As we reported yesterday, heroic employees Kenny McAdam and Tony Scanlon spent two hours searching through rubbish at a recycling centre in West Dunbartonshire to find the missing money.
★ But it’s not the only case of people binning a fortune by mistake, as JAMES MOORE reveals…
BOOMING SILLY: Flash Gordon star Brian Blessed, known for his loud voice, threw away a drawing by artist Pablo Picasso because he didn’t think it was very good. He was just 12 when he met the painter, but ended up chucking his sketch of a dove away. Brian joked: “I threw away about £50million.”
LOOSE CHANGE: In 2013 IT worker James Howells, 32, from Newport, South Wales, threw away a hard drive containing 7,500 bitcoins. The cryptocurrency has since surged in value by about 1,000% meaning he effectively lost £75m.
POTTY MOVE: When Nigel Reynolds was the first reporter to chat to author JK Rowling she gave him a free first edition copy of her book
Harry Potter And The Philosopher’s Stone. Nigel threw it away, thinking the story would be a flop. One recently sold for £127,000.
FLOP GEAR: When Alexander Thompson bought an old banger for a few quid from a farmer he was happy to sell it on for scrap. It turned out the crushed car was a 1927 limited-edition Rolls-Royce – one of only 12 and worth £1.4m. Brummie Alex, who lived in a caravan, decided there was “no point dwelling on” his loss.
KIP IT CLOSE: In 2009 a woman from Tel Aviv, Israel, decided to buy her mum a new mattress as a surprise and took the old one to the tip. What she
didn’t know was that her mother had stuffed £660,000 of her savings inside – for safe keeping. The mattress was never recovered.
WHEELIE ANNOYING: In the same year an elderly woman in West Sussex threw her £12,000 savings into her wheelie bin by mistake. They went to landfill where they were buried under thousands of tons of rubbish and deemed to be irretrievable.
UP IN SMOKE: In 2001 Damien Hirst was exhibiting a work of art featuring ashtrays, half-filled coffee cups, bottles and papers.

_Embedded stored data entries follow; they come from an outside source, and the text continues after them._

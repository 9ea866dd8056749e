use crate::foundation::core::Point;
use std::sync::atomic::{AtomicBool, Ordering};

/// Last-known pointer position plus a record of whether an evaluation consulted it.
///
/// The position is normalized against the surface bounding box, so `(0, 0)` is the top-left
/// corner and `(1, 1)` the bottom-right. Values outside that range are kept as-is.
#[derive(Debug, Default)]
pub struct PointerProbe {
    pos: Point,
    read: AtomicBool,
}

impl PointerProbe {
    /// Create a probe holding `pos`.
    pub fn new(pos: Point) -> Self {
        Self {
            pos,
            read: AtomicBool::new(false),
        }
    }

    /// Current stored position, without marking it as read.
    pub fn pos(&self) -> Point {
        self.pos
    }

    /// Overwrite the stored position. Later writes replace earlier ones.
    pub fn set(&mut self, pos: Point) {
        self.pos = pos;
    }

    /// Reset the read flag and hand out an accessor for one evaluation.
    pub fn begin(&self) -> ObservedPointer<'_> {
        self.read.store(false, Ordering::Relaxed);
        ObservedPointer { probe: self }
    }

    /// Whether any accessor handed out by the last [`PointerProbe::begin`] was read.
    pub fn was_read(&self) -> bool {
        self.read.load(Ordering::Relaxed)
    }
}

impl Clone for PointerProbe {
    fn clone(&self) -> Self {
        Self {
            pos: self.pos,
            read: AtomicBool::new(self.was_read()),
        }
    }
}

/// Read-recording view of the pointer handed to fragment functions.
///
/// Every accessor returns the stored value unchanged and flags the owning probe.
#[derive(Clone, Copy, Debug)]
pub struct ObservedPointer<'a> {
    probe: &'a PointerProbe,
}

impl ObservedPointer<'_> {
    /// Horizontal pointer coordinate.
    pub fn x(&self) -> f64 {
        self.mark();
        self.probe.pos.x
    }

    /// Vertical pointer coordinate.
    pub fn y(&self) -> f64 {
        self.mark();
        self.probe.pos.y
    }

    /// Both coordinates.
    pub fn pos(&self) -> Point {
        self.mark();
        self.probe.pos
    }

    fn mark(&self) {
        self.probe.read.store(true, Ordering::Relaxed);
    }
}

#[cfg(test)]
#[path = "../../tests/unit/shader/pointer.rs"]
mod tests;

Hirst’s pieces can fetch millions but cleaner Emmanuel Asare thought it was junk left over from a party and threw it all away. The bits were later recovered.

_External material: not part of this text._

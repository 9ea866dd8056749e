pub(crate) mod field;
pub(crate) mod fragment;
pub(crate) mod pointer;
pub(crate) mod texture;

CLEANED OUT: In 2014 cleaners also put a £2.2m painting by the Chinese artist Cui Ruzhuo in the trash by mistake following an auction of his work held in Hong Kong.

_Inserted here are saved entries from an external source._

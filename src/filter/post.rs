use crate::filter::graph::FilterHandle;
use crate::foundation::core::TextureSize;
use crate::foundation::error::{GlassError, GlassResult};

/// Post-processing applied by the consumer after the displacement filter.
#[derive(Clone, Copy, Debug, PartialEq, serde::Serialize, serde::Deserialize)]
pub struct PostFx {
    /// Gaussian blur standard deviation in surface pixels.
    pub blur_px: f64,
    /// Saturation multiplier; `1.0` is unchanged.
    pub saturate: f64,
}

impl Default for PostFx {
    fn default() -> Self {
        Self {
            blur_px: 16.0,
            saturate: 1.2,
        }
    }
}

/// Consumer filter chain: displacement reference first, then blur and saturate.
///
/// Without a handle (surface not measured yet, or detached) the chain omits the reference and
/// the surface renders without distortion.
pub fn backdrop_filter(handle: Option<&FilterHandle>, post: &PostFx) -> String {
    let tail = format!("blur({}px) saturate({})", post.blur_px, post.saturate);
    match handle {
        Some(h) => format!("{} {tail}", h.css_url()),
        None => tail,
    }
}

/// Render blur then saturate over straight RGBA8 on the CPU.
pub fn apply_post(src: &[u8], size: TextureSize, post: &PostFx) -> GlassResult<Vec<u8>> {
    let expected_len = size
        .rgba_len()
        .ok_or_else(|| GlassError::validation("post buffer size overflow"))?;
    if src.len() != expected_len {
        return Err(GlassError::validation(
            "apply_post expects src matching width*height*4",
        ));
    }
    if !post.blur_px.is_finite() || post.blur_px < 0.0 {
        return Err(GlassError::validation("blur must be finite and >= 0"));
    }
    if !post.saturate.is_finite() || post.saturate < 0.0 {
        return Err(GlassError::validation("saturate must be finite and >= 0"));
    }

    let mut px: Vec<f32> = src.iter().map(|&b| f32::from(b)).collect();
    if post.blur_px > 0.0 {
        let kernel = gaussian_kernel(post.blur_px);
        px = blur_axis(&px, size, &kernel, Axis::X);
        px = blur_axis(&px, size, &kernel, Axis::Y);
    }
    if post.saturate != 1.0 {
        saturate_in_place(&mut px, post.saturate as f32);
    }
    Ok(px
        .into_iter()
        .map(|v| v.round().clamp(0.0, 255.0) as u8)
        .collect())
}

#[derive(Clone, Copy)]
enum Axis {
    X,
    Y,
}

fn gaussian_kernel(sigma: f64) -> Vec<f32> {
    let radius = (sigma * 3.0).ceil().max(1.0) as i32;
    let denom = 2.0 * sigma * sigma;
    let weights: Vec<f64> = (-radius..=radius)
        .map(|i| (-f64::from(i * i) / denom).exp())
        .collect();
    let sum: f64 = weights.iter().sum();
    weights.into_iter().map(|w| (w / sum) as f32).collect()
}

// Edge pixels are repeated outside the image.
fn blur_axis(src: &[f32], size: TextureSize, kernel: &[f32], axis: Axis) -> Vec<f32> {
    let (w, h) = (size.width as i64, size.height as i64);
    let radius = (kernel.len() / 2) as i64;
    let mut out = vec![0.0f32; src.len()];

    for y in 0..h {
        for x in 0..w {
            let mut acc = [0.0f32; 4];
            for (k, &wt) in kernel.iter().enumerate() {
                let o = k as i64 - radius;
                let (sx, sy) = match axis {
                    Axis::X => ((x + o).clamp(0, w - 1), y),
                    Axis::Y => (x, (y + o).clamp(0, h - 1)),
                };
                let si = ((sy * w + sx) * 4) as usize;
                for c in 0..4 {
                    acc[c] += src[si + c] * wt;
                }
            }
            let di = ((y * w + x) * 4) as usize;
            out[di..di + 4].copy_from_slice(&acc);
        }
    }
    out
}

// Luminance-preserving saturation matrix (Rec. 709 weights).
fn saturate_in_place(px: &mut [f32], s: f32) {
    for p in px.chunks_exact_mut(4) {
        let (r, g, b) = (p[0], p[1], p[2]);
        p[0] = (0.213 + 0.787 * s) * r + (0.715 - 0.715 * s) * g + (0.072 - 0.072 * s) * b;
        p[1] = (0.213 - 0.213 * s) * r + (0.715 + 0.285 * s) * g + (0.072 - 0.072 * s) * b;
        p[2] = (0.213 - 0.213 * s) * r + (0.715 - 0.715 * s) * g + (0.072 + 0.928 * s) * b;
    }
}

#[cfg(test)]
#[path = "../../tests/unit/filter/post.rs"]
mod tests;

RUBBISH IDEA: An Aussie truck driver threw away bin bags containing £33,000 of his wife’s uninsured gold jewellery during a clear out. The couple had hidden them in the sacks in case they were burgled. The bags went to the tip and were never seen again.
FAT LOTTO GOOD: In 2014 it emerged a man in Pennsylvania, US, who played the same lotto numbers every day, had mistakenly thrown away winning tickets worth over $1m.